Scientists Can Decode Brain Signals in Real time
A recently published study in PLOS Computational Biology, says that brain signals can be decoded in real time with full accuracy. The study was done by the neuroscientists from the University of Washington. Researchers attached electrodes to the temporal lobes of seven epilepsy patients for roughly one week — the implants were part of a program that aimed to locate the sources of these patients’ seizures, but while the electrodes were active, the patients also participated in this brain-wave study.
Rajesh Rao, one of the computational neuroscientists at the University of Washington, said, ‘Clinically, you could think of our result as a proof of concept toward building a communication mechanism for patients who are paralyzed or have had a stroke and are completely locked-in.’
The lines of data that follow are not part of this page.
//! Release action counters

use opentelemetry::{
    global,
    metrics::{Counter, Meter},
};

/// Sink for release action counters, injected into the pipeline.
pub trait MetricsSink: Send + Sync {
    fn tag(&self);
    fn release(&self);
    fn pre_release(&self);
    fn gitops(&self);
}

/// Discards every counter.
#[derive(Debug, Default, Clone, Copy)]
pub struct NoopMetrics;

impl MetricsSink for NoopMetrics {
    fn tag(&self) {}
    fn release(&self) {}
    fn pre_release(&self) {}
    fn gitops(&self) {}
}

/// OpenTelemetry counters for release actions
#[derive(Debug, Clone)]
pub struct ReleaseMetrics {
    /// Tags pushed to a remote
    pub tag_total: Counter<u64>,
    /// Provider releases created or promoted from a draft
    pub release_total: Counter<u64>,
    /// Provider pre-releases created or promoted from a draft
    pub pre_release_total: Counter<u64>,
    /// GitOps write-backs completed
    pub gitops_total: Counter<u64>,
}

impl ReleaseMetrics {
    /// Build the counters on `meter`.
    pub fn new(meter: &Meter) -> Self {
        let tag_total = meter
            .u64_counter("releaser_tag_total")
            .with_description("Number of tags pushed")
            .build();

        let release_total = meter
            .u64_counter("releaser_release_total")
            .with_description("Number of provider releases published")
            .build();

        let pre_release_total = meter
            .u64_counter("releaser_prerelease_total")
            .with_description("Number of provider pre-releases published")
            .build();

        let gitops_total = meter
            .u64_counter("releaser_gitops_total")
            .with_description("Number of GitOps repository write-backs")
            .build();

        Self {
            tag_total,
            release_total,
            pre_release_total,
            gitops_total,
        }
    }

    /// Counters on the globally installed meter provider.
    pub fn from_global() -> Self {
        Self::new(&global::meter("releaser"))
    }
}

impl MetricsSink for ReleaseMetrics {
    fn tag(&self) {
        self.tag_total.add(1, &[]);
    }

    fn release(&self) {
        self.release_total.add(1, &[]);
    }

    fn pre_release(&self) {
        self.pre_release_total.add(1, &[]);
    }

    fn gitops(&self) {
        self.gitops_total.add(1, &[]);
    }
}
The ability to view a two-dimensional image on a page or computer screen, and then transform that image into something our minds can immediately recognize, is a neurological process that remains mysterious to scientists. Researchers exposed the patients to an entirely new set of pictures after training the software. Without previous exposure to these new images, the computer was able to predict with 96 percent accuracy when a test subject was seeing a house, a face, or a grey screen.
A series of houses and faces that appeared on a screen for 400 milliseconds at a time were viewed by the participants. They were told to look for the upside-down building. An algorithm tracked the brain waves of their temporal lobes, which deals in sensory input.
It is quite impressive that the program was able to pinpoint with roughly 96 percent accuracy which images the patients were looking at, in real time, by the end of the session. It knew whether the patient was seeing a house, a face or a gray screen within 20 milliseconds of actual perception.